Ilva, il Tribunale rigetta richiesta risarcimento residente Tamburi

tamburi-57TARANTO – Non tutte le malattie possono essere legate alle emissioni dell’Ilva che invadono da decenni sul quartiere Tamburi. Questo il senso della sentenza pronunciata ieri mattina dalla Terza Sezione Civile del Tribunale di Taranto relativa ad una causa dell’ottobre 2011, avanzata da una residente del quartiere Tamburi affetta dal 2005 da “mielite trasversa D10-D11 in soggetto con vescica neurologica” che ha reso paraplegica la signora. La residente difesa dagli avvocati Annamaria e Filippo Condemi aveva infatti chiamato in giudizio l’Ilva Spa e l’ex direttore Luigi Capogrosso, difesi dagli avvocati Francesco Perli ed Enrico Schiavone, chiedendo il “risarcimento di tutti i danni patrimoniali e non subiti ed in particolare del dalla alla saluta nella misura risultante dall’espletanda perizia”. Il tutto alla luce del fatto che sin da bambina era stata esposta alle emissioni inquinanti dello stabilimento siderurgico e “in particolare a mezzo di analisi di laboratorio accertava che nel suo organismo erano presenti elevate quantità di materiali dannosi per l’organismo umano, quali metalli pesanti e altre sostanze inquinanti immesse nell’ambiente dal locale stabilimento siderurgico”.

Queste le premesse, ribaltate però dalla conclusioni del CTU medico legale istruito per la causa che potesse fare chiarezza sulla natura della patologia e su di un possibile rapporto causa effetto con l’esposizione alle emissioni dell’Ilva. “L’attrice (la residente) è affetta sin dal 2004 da “mielite trasversa D10-D11 di natura idiopatica con paraparesi flaccida”, patologia di origine autoimmune e quindi del tutto non correlabile con sostanze in ipotesi anche nocive e/o inquinanti provenienti dal locale stabilimento ILVA ed in genere con esposizione a polveri o gas di provenienza industriale – ha spiegato il giudice Pietro Genoviva nella sentenza -; detta patologia non è nemmeno astrattamente correlabile con le sostanze ritrovate nell’esame del capello e delle urine dell’attrice, effettuate nel giugno 2011 e giudicate per altro scarsamente attendibili, specie per quanto riguarda i rilevati valori dell’arsenio, che, se reali, sarebbero stati esiziali per qualsiasi essere umano.

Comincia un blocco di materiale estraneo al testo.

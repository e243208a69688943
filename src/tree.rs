//! ASCII directory tree of the files in a merge.
//!
//! Relative paths are split on `/` and inserted into an arena-backed trie.
//! Node `0` is the unnamed root; every other node owns its name and an
//! ordered map of child ids, so rendering walks children in sorted order
//! without any extra sorting pass.

use crate::selection::FileSet;
use std::collections::BTreeMap;
use std::path::Path;

const BRANCH: &str = "├── ";
const LAST_BRANCH: &str = "└── ";
const PIPE: &str = "│   ";
const SPACE: &str = "    ";

pub type NodeId = usize;

/// One name in the tree. A node with children always renders as a directory.
#[derive(Debug, Clone, PartialEq, Eq)]
pub struct TreeNode {
    pub name: String,
    pub children: BTreeMap<String, NodeId>,
    pub is_leaf: bool,
}

impl TreeNode {
    fn new(name: &str) -> Self {
        Self {
            name: name.to_string(),
            children: BTreeMap::new(),
            is_leaf: false,
        }
    }

    pub fn is_dir(&self) -> bool {
        !self.children.is_empty()
    }
}

/// Trie of relative paths, stored as a flat arena.
#[derive(Debug, Clone)]
pub struct FileTree {
    nodes: Vec<TreeNode>,
}

impl Default for FileTree {
    fn default() -> Self {
        Self {
            nodes: vec![TreeNode::new("")],
        }
    }
}

impl FileTree {
    pub const ROOT: NodeId = 0;

    pub fn new() -> Self {
        Self::default()
    }

    /// Builds the tree for every file in `files`, labelled by `relative`.
    pub fn from_files<F>(files: &FileSet, relative: F) -> Self
    where
        F: Fn(&Path) -> String,
    {
        let mut tree = Self::new();
        for path in files.iter() {
            tree.insert(&relative(path));
        }
        tree
    }

    /// Inserts a `/`-separated path, marking its last segment as a file.
    pub fn insert(&mut self, relative_path: &str) {
        let mut current = Self::ROOT;
        let mut segments = relative_path.split('/').filter(|s| !s.is_empty()).peekable();

        while let Some(segment) = segments.next() {
            current = match self.nodes[current].children.get(segment) {
                Some(&id) => id,
                None => {
                    let id = self.nodes.len();
                    self.nodes.push(TreeNode::new(segment));
                    self.nodes[current].children.insert(segment.to_string(), id);
                    id
                }
            };
            if segments.peek().is_none() {
                self.nodes[current].is_leaf = true;
            }
        }
    }

    pub fn node(&self, id: NodeId) -> &TreeNode {
        &self.nodes[id]
    }

    pub fn is_empty(&self) -> bool {
        self.nodes[Self::ROOT].children.is_empty()
    }

    /// Renders the tree, one line per node, without a trailing newline.
    ///
    /// Each top-level name gets its own unindented line and its subtree is
    /// drawn below it with box-drawing connectors.
    pub fn render(&self) -> String {
        let mut lines = Vec::new();
        for &top in self.nodes[Self::ROOT].children.values() {
            lines.push(self.label(top));
            self.render_children(top, "", &mut lines);
        }
        lines.join("\n")
    }

    fn render_children(&self, id: NodeId, prefix: &str, lines: &mut Vec<String>) {
        let children = &self.nodes[id].children;
        let count = children.len();

        for (index, &child) in children.values().enumerate() {
            let last = index + 1 == count;
            let connector = if last { LAST_BRANCH } else { BRANCH };
            lines.push(format!("{prefix}{connector}{}", self.label(child)));

            if self.nodes[child].is_dir() {
                let continuation = if last { SPACE } else { PIPE };
                self.render_children(child, &format!("{prefix}{continuation}"), lines);
            }
        }
    }

    fn label(&self, id: NodeId) -> String {
        let node = &self.nodes[id];
        if node.is_dir() {
            format!("{}/", node.name)
        } else {
            node.name.clone()
        }
    }
}

/// Renders the directory tree for `files`.
pub fn render_tree<F>(files: &FileSet, relative: F) -> String
where
    F: Fn(&Path) -> String,
{
    FileTree::from_files(files, relative).render()
}
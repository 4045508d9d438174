//! Test-only shared helpers.
//!
//! Rust tests run in parallel, but environment variables are per-process.
//! Any test that mutates or depends on `MODEL_LOG_DIR` must hold this lock.

use std::sync::Mutex;

pub(crate) static ENV_MUTEX: Mutex<()> = Mutex::new(());
//! Counter and delay kinds and their backing file names.
//!
//! Each kind maps to one fixed text file under the state directory. The
//! serving process reads the same files by these exact names, so the mapping
//! is part of the on-disk contract.

/// Lifecycle counters shared between the test and the serving process.
#[derive(Debug, Clone, Copy, PartialEq, Eq, Hash)]
pub enum Counter {
    /// Bumped each time a model instance finishes `initialize`.
    Initialize,
    /// Bumped each time a model instance finishes `finalize`.
    Finalize,
}

impl Counter {
    /// Backing file name under the state directory.
    #[must_use]
    pub const fn file_name(self) -> &'static str {
        match self {
            Self::Initialize => "instance_init_del_initialize_count.txt",
            Self::Finalize => "instance_init_del_finalize_count.txt",
        }
    }
}

/// Artificial delays (in seconds) injected into the model under test.
#[derive(Debug, Clone, Copy, PartialEq, Eq, Hash)]
pub enum Delay {
    /// Sleep applied inside `initialize`.
    Initialize,
    /// Sleep applied to each inference request.
    Infer,
}

impl Delay {
    /// Backing file name under the state directory.
    #[must_use]
    pub const fn file_name(self) -> &'static str {
        match self {
            Self::Initialize => "instance_init_del_initialize_delay.txt",
            Self::Infer => "instance_init_del_infer_delay.txt",
        }
    }
}
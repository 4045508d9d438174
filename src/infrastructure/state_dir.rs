//! Counter and delay files under the shared state directory.
//!
//! Each value is one text file holding a decimal integer. A missing file
//! reads as zero; anything else unreadable or unparsable is fatal. Writes
//! replace the whole file content. There is no locking against the serving
//! process touching the same files; the harness orders the two sides itself,
//! usually by polling the counters.

use std::fs;
use std::io::ErrorKind;
use std::path::{Path, PathBuf};

use crate::domain::{Counter, Delay, Result, StateError};
use crate::infrastructure::config::state_dir_from_env;

/// Accessor for the counter and delay files of one state directory.
#[derive(Debug, Clone)]
pub struct StateDir {
    root: PathBuf,
}

impl StateDir {
    /// Use an explicit directory.
    #[must_use]
    pub fn new(root: impl Into<PathBuf>) -> Self {
        Self { root: root.into() }
    }

    /// Resolve the directory from the `MODEL_LOG_DIR` environment variable.
    ///
    /// # Errors
    /// Returns [`StateError::MissingEnv`] when the variable is not set.
    pub fn from_env() -> Result<Self> {
        Ok(Self {
            root: state_dir_from_env()?,
        })
    }

    /// Directory the state files live in.
    #[must_use]
    pub fn root(&self) -> &Path {
        &self.root
    }

    /// Current value of a counter. A counter that was never written reads 0.
    ///
    /// # Errors
    /// Returns error on unreadable or non-integer file content.
    pub fn get_count(&self, counter: Counter) -> Result<u64> {
        self.read_int(counter.file_name())
    }

    /// Increment a counter and return the new value.
    ///
    /// Read-modify-write without locking: two callers racing on the same
    /// file can lose an increment. Callers that care must serialize
    /// externally.
    ///
    /// # Errors
    /// Returns error on unreadable, unwritable, or non-integer file content.
    pub fn inc_count(&self, counter: Counter) -> Result<u64> {
        let count = self.read_int(counter.file_name())? + 1;
        self.write_int(counter.file_name(), count)?;
        Ok(count)
    }

    /// Reset a counter to 0 and return 0.
    ///
    /// # Errors
    /// Returns error if the file cannot be written.
    pub fn reset_count(&self, counter: Counter) -> Result<u64> {
        self.write_int(counter.file_name(), 0)?;
        Ok(0)
    }

    /// Current value of a delay in seconds. An unset delay reads 0.
    ///
    /// # Errors
    /// Returns error on unreadable or non-integer file content.
    pub fn get_delay(&self, delay: Delay) -> Result<u64> {
        self.read_int(delay.file_name())
    }

    /// Set a delay in seconds and return the value written.
    ///
    /// # Errors
    /// Returns error if the file cannot be written.
    pub fn set_delay(&self, delay: Delay, seconds: u64) -> Result<u64> {
        self.write_int(delay.file_name(), seconds)?;
        Ok(seconds)
    }

    fn read_int(&self, file_name: &str) -> Result<u64> {
        let path = self.root.join(file_name);
        let txt = match fs::read_to_string(&path) {
            Ok(txt) => txt,
            Err(e) if e.kind() == ErrorKind::NotFound => return Ok(0),
            Err(e) => {
                return Err(StateError::io(
                    format!("failed to read {}", path.display()),
                    e,
                ))
            }
        };

        txt.trim()
            .parse()
            .map_err(|source| StateError::Parse { path, source })
    }

    fn write_int(&self, file_name: &str, value: u64) -> Result<()> {
        let path = self.root.join(file_name);
        fs::write(&path, value.to_string())
            .map_err(|e| StateError::io(format!("failed to write {}", path.display()), e))?;

        tracing::debug!(path = %path.display(), value, "state file written");

        Ok(())
    }
}

#[cfg(test)]
mod tests {
    use super::*;
    use crate::infrastructure::STATE_DIR_ENV;
    use crate::test_support::ENV_MUTEX;
    use std::env;
    use tempfile::tempdir;

    #[test]
    fn test_fresh_directory_reads_zero() {
        let dir = tempdir().unwrap();
        let state = StateDir::new(dir.path());

        assert_eq!(state.get_count(Counter::Initialize).unwrap(), 0);
        assert_eq!(state.get_count(Counter::Finalize).unwrap(), 0);
        assert_eq!(state.get_delay(Delay::Initialize).unwrap(), 0);
        assert_eq!(state.get_delay(Delay::Infer).unwrap(), 0);
    }

    #[test]
    fn test_increment_sequence() {
        let dir = tempdir().unwrap();
        let state = StateDir::new(dir.path());

        state.reset_count(Counter::Initialize).unwrap();
        for expected in 1..=5 {
            assert_eq!(state.inc_count(Counter::Initialize).unwrap(), expected);
        }
        assert_eq!(state.get_count(Counter::Initialize).unwrap(), 5);
    }

    #[test]
    fn test_reset_returns_zero_regardless_of_prior_value() {
        let dir = tempdir().unwrap();
        let state = StateDir::new(dir.path());

        state.inc_count(Counter::Finalize).unwrap();
        state.inc_count(Counter::Finalize).unwrap();

        assert_eq!(state.reset_count(Counter::Finalize).unwrap(), 0);
        assert_eq!(state.get_count(Counter::Finalize).unwrap(), 0);
    }

    #[test]
    fn test_counters_are_independent() {
        let dir = tempdir().unwrap();
        let state = StateDir::new(dir.path());

        state.inc_count(Counter::Initialize).unwrap();
        state.inc_count(Counter::Initialize).unwrap();
        state.inc_count(Counter::Finalize).unwrap();

        assert_eq!(state.get_count(Counter::Initialize).unwrap(), 2);
        assert_eq!(state.get_count(Counter::Finalize).unwrap(), 1);
    }

    #[test]
    fn test_delay_roundtrip() {
        let dir = tempdir().unwrap();
        let state = StateDir::new(dir.path());

        assert_eq!(state.set_delay(Delay::Initialize, 7).unwrap(), 7);
        assert_eq!(state.get_delay(Delay::Initialize).unwrap(), 7);

        assert_eq!(state.set_delay(Delay::Infer, 0).unwrap(), 0);
        assert_eq!(state.get_delay(Delay::Infer).unwrap(), 0);
    }

    #[test]
    fn test_write_replaces_full_content() {
        let dir = tempdir().unwrap();
        let state = StateDir::new(dir.path());

        state.set_delay(Delay::Infer, 100).unwrap();
        state.set_delay(Delay::Infer, 3).unwrap();

        let raw = fs::read_to_string(dir.path().join(Delay::Infer.file_name())).unwrap();
        assert_eq!(raw, "3");
    }

    #[test]
    fn test_malformed_content_is_a_parse_error() {
        let dir = tempdir().unwrap();
        let state = StateDir::new(dir.path());

        let path = dir.path().join(Counter::Initialize.file_name());
        fs::write(&path, "not-a-number").unwrap();

        let err = state.get_count(Counter::Initialize).unwrap_err();
        assert!(matches!(err, StateError::Parse { .. }));
    }

    #[test]
    fn test_negative_content_is_a_parse_error() {
        let dir = tempdir().unwrap();
        let state = StateDir::new(dir.path());

        let path = dir.path().join(Delay::Infer.file_name());
        fs::write(&path, "-3").unwrap();

        let err = state.get_delay(Delay::Infer).unwrap_err();
        assert!(matches!(err, StateError::Parse { .. }));
    }

    #[test]
    fn test_trailing_newline_is_tolerated() {
        let dir = tempdir().unwrap();
        let state = StateDir::new(dir.path());

        let path = dir.path().join(Counter::Finalize.file_name());
        fs::write(&path, "42\n").unwrap();

        assert_eq!(state.get_count(Counter::Finalize).unwrap(), 42);
    }

    #[test]
    fn test_missing_directory_fails_on_write() {
        let dir = tempdir().unwrap();
        let state = StateDir::new(dir.path().join("does-not-exist"));

        let err = state.reset_count(Counter::Initialize).unwrap_err();
        assert!(matches!(err, StateError::Io { .. }));
    }

    #[test]
    fn test_from_env_requires_variable() {
        let _guard = ENV_MUTEX.lock().unwrap();
        env::remove_var(STATE_DIR_ENV);

        let err = StateDir::from_env().unwrap_err();
        assert!(matches!(err, StateError::MissingEnv { .. }));
    }

    #[test]
    fn test_from_env_uses_variable() {
        let _guard = ENV_MUTEX.lock().unwrap();
        let dir = tempdir().unwrap();
        env::set_var(STATE_DIR_ENV, dir.path());

        let state = StateDir::from_env().unwrap();
        assert_eq!(state.root(), dir.path());
        assert_eq!(state.inc_count(Counter::Initialize).unwrap(), 1);

        env::remove_var(STATE_DIR_ENV);
    }
}
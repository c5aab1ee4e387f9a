//! Prompt construction.
//!
//! The question formats below are what the extractor parses, so they are
//! part of the wire contract with the generator and must not drift.

use anyhow::{Context, Result};
use serde::{Deserialize, Serialize};

use crate::model::QuestionKind;
use crate::report::Report;

/// Per-question layout the generator must follow for multiple choice.
pub const MCQ_FORMAT: &str =
    "Question: <text>\nA) ...\nB) ...\nC) ...\nD) ...\nCorrect: <A|B|C|D>";

/// Per-question layout the generator must follow for theory questions.
pub const THEORY_FORMAT: &str = "Question: <text>\nModel Answer: <text>";

/// What the user asked to practise.
#[derive(Debug, Clone, PartialEq, Eq, Serialize, Deserialize)]
pub struct QuizRequest {
    pub topic: String,
    pub count: u32,
    pub kind: QuestionKind,
}

impl QuizRequest {
    pub fn new(topic: impl Into<String>, count: u32, kind: QuestionKind) -> Self {
        Self {
            topic: topic.into(),
            count,
            kind,
        }
    }
}

/// Build the question-generation prompt for a request.
pub fn build_prompt(request: &QuizRequest) -> String {
    let (description, format) = match request.kind {
        QuestionKind::Mcq => ("multiple-choice", MCQ_FORMAT),
        QuestionKind::Theory => ("theoretical", THEORY_FORMAT),
    };

    format!(
        "Generate {count} {description} technical interview questions about {topic}.\n\
         Repeat the following format for every question, with no other text:\n\n\
         {format}\n",
        count = request.count,
        topic = request.topic.trim(),
    )
}

/// Build the prompt asking the judge to grade a free-text answer.
///
/// The judge's reply must start with `Correct` or `Incorrect`; see
/// [`crate::evaluation::parse_verdict`].
pub fn build_evaluation_prompt(question: &str, model_answer: &str, candidate_answer: &str) -> String {
    let mut prompt = String::new();
    prompt.push_str("You are grading an answer given in a technical interview.\n\n");
    prompt.push_str(&format!("Question: {}\n", question.trim()));
    if !model_answer.trim().is_empty() {
        prompt.push_str(&format!("Reference answer: {}\n", model_answer.trim()));
    }
    prompt.push_str(&format!("Candidate answer: {}\n\n", candidate_answer.trim()));
    prompt.push_str(
        "Begin your reply with exactly one word, Correct or Incorrect, \
         then give one or two sentences of feedback.",
    );
    prompt
}

/// Build the prompt asking for a short study plan from a report.
pub fn build_analysis_prompt(report: &Report) -> Result<String> {
    let json = serde_json::to_string_pretty(report).context("failed to serialize report")?;
    Ok(format!(
        "Here is a candidate's interview practice report as JSON:\n\n{json}\n\n\
         Write a short study plan. Focus on the weak areas and the recommended \
         focus list, lowest mastery first. Keep it under 200 words."
    ))
}
//! The `rehearse practice` command.

use std::io::{BufRead, Write};
use std::path::PathBuf;
use std::time::Instant;

use anyhow::{Context, Result};

use rehearse_core::engine::{Candidate, CandidateResponse, RoundObserver, SkipReason};
use rehearse_core::error::GenerationFailure;
use rehearse_core::model::{AnswerEvent, Question, QuestionKind};
use rehearse_core::prompt::QuizRequest;
use rehearse_core::report::SessionRecord;
use rehearse_report::html::write_html_report;

use super::report::{focus_lines, summary_table};

/// Reads answers line by line and times each one.
pub struct ConsoleCandidate<R, W> {
    input: R,
    output: W,
    closed: bool,
}

impl<R: BufRead, W: Write> ConsoleCandidate<R, W> {
    pub fn new(input: R, output: W) -> Self {
        Self {
            input,
            output,
            closed: false,
        }
    }

    /// Show `prompt` and read one trimmed line. `None` once input is closed.
    pub fn ask(&mut self, prompt: &str) -> Result<Option<String>> {
        if self.closed {
            return Ok(None);
        }
        write!(self.output, "{prompt}")?;
        self.output.flush()?;

        let mut line = String::new();
        if self.input.read_line(&mut line).context("failed to read input")? == 0 {
            self.closed = true;
            writeln!(self.output)?;
            return Ok(None);
        }
        Ok(Some(line.trim().to_string()))
    }
}

impl<R: BufRead, W: Write> Candidate for ConsoleCandidate<R, W> {
    fn respond(
        &mut self,
        question: &Question,
        position: usize,
        total: usize,
    ) -> Result<CandidateResponse> {
        writeln!(self.output, "\n[{position}/{total}] {}", question.text())?;
        let prompt = match question {
            Question::Mcq(q) => {
                for option in &q.options {
                    writeln!(self.output, "    {option}")?;
                }
                "Your answer (A-D): "
            }
            Question::Theory(_) => "Your answer: ",
        };

        let start = Instant::now();
        let answer = self.ask(prompt)?.unwrap_or_default();
        Ok(CandidateResponse {
            answer,
            time_taken: Some(start.elapsed()),
        })
    }
}

/// Prints per-question feedback.
struct ConsoleObserver;

impl RoundObserver for ConsoleObserver {
    fn on_questions_ready(&self, request: &QuizRequest, count: usize) {
        println!("\n== {} ({count} {} questions) ==", request.topic, request.kind);
    }

    fn on_answer_recorded(&self, _question: &Question, event: &AnswerEvent) {
        let verdict = if event.is_correct { "correct" } else { "incorrect" };
        println!("  -> {verdict}: {}", event.evaluation_text);
    }

    fn on_question_skipped(&self, _question: &Question, reason: &SkipReason) {
        println!("  -> skipped ({reason})");
    }
}

#[allow(clippy::too_many_arguments)]
pub async fn execute(
    topic: String,
    count: Option<u32>,
    kind: QuestionKind,
    model: Option<String>,
    config_path: Option<PathBuf>,
    output: Option<PathBuf>,
    format: String,
    analyze: bool,
) -> Result<()> {
    let formats: Vec<&str> = match format.as_str() {
        "all" => vec!["json", "html"],
        other => other.split(',').map(str::trim).collect(),
    };
    if let Some(bad) = formats.iter().find(|f| !matches!(**f, "json" | "html")) {
        anyhow::bail!("unknown format '{bad}'; expected json, html or all");
    }
    anyhow::ensure!(!topic.trim().is_empty(), "topic must not be empty");

    let (config, mut engine) = super::build_engine(config_path.as_deref(), model.as_deref())?;
    let count = super::question_count(count, &config)?;
    let output = output.unwrap_or_else(|| config.output_dir.clone());

    let stdin = std::io::stdin();
    let mut candidate = ConsoleCandidate::new(stdin.lock(), std::io::stdout());
    let observer = ConsoleObserver;

    let mut topic = topic.trim().to_string();
    let mut fatal = None;
    loop {
        let request = QuizRequest::new(topic.as_str(), count, kind);
        match engine.run_round(&request, &mut candidate, &observer).await {
            Ok(summary) => {
                println!(
                    "\nRound done: {}/{} correct, {} skipped",
                    summary.correct, summary.answered, summary.skipped
                );
                println!("{}", summary_table(&engine.tracker().build_report()));
            }
            Err(e) => {
                let permanent = e
                    .downcast_ref::<GenerationFailure>()
                    .is_some_and(GenerationFailure::is_permanent);
                if permanent {
                    fatal = Some(e);
                    break;
                }
                eprintln!("Round failed: {e:#}");
            }
        }

        match candidate.ask("\nNext topic (blank to finish): ")? {
            Some(next) if !next.is_empty() => topic = next,
            _ => break,
        }
    }

    let report = engine.tracker().build_report();
    let focus = focus_lines(&report);
    if !focus.is_empty() {
        println!("\nRecommended focus:");
        for line in focus {
            println!("  {line}");
        }
    }

    if analyze && report.overall.total > 0 {
        match engine.analyze().await {
            Ok(plan) => println!("\nStudy plan:\n{}", plan.trim()),
            Err(e) => eprintln!("Study plan unavailable: {e:#}"),
        }
    }

    if engine.tracker().history().is_empty() {
        eprintln!("No answers recorded; nothing saved.");
    } else {
        let session = SessionRecord::from_tracker(engine.tracker());
        let stem = format!("session-{}", session.created_at.format("%Y-%m-%dT%H%M%S"));
        for fmt in &formats {
            match *fmt {
                "json" => {
                    let path = output.join(format!("{stem}.json"));
                    session.save_json(&path)?;
                    eprintln!("Session saved to: {}", path.display());
                }
                "html" => {
                    let path = output.join(format!("{stem}.html"));
                    write_html_report(&session, &path)?;
                    eprintln!("HTML report: {}", path.display());
                }
                _ => {}
            }
        }
    }

    match fatal {
        Some(e) => Err(e),
        None => Ok(()),
    }
}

A fronte di tali limpide ed inequivocabili conclusioni medico-legali, supportate dall’analisi clinica della periziata, nonché dallo studio della documentazione versata in atti e della letteratura scientifica sull’argomento, non può che pervenirsi al rigetto della domanda attrice, con tutte le conseguenze di legge anche in ordine alle spese di lite, che, liquidate solidalmente in favore dei convenuti costituitisi in giudizio a ministero degli stessi difensori, e tenendo conto dei parametri di cui al DM 140/2012, si determinano come da dispositivo”. Una sentenza relativa al solo caso della mielite trasversa, certo: ma che evidenzia una volta di più come sia imprescindibile continuare a portare avanti tutti quegli studi epidemiologici necessari per fare quanta più chiarezza possibile sui danni causati alla salute umana dall’inquinamento della grande industria.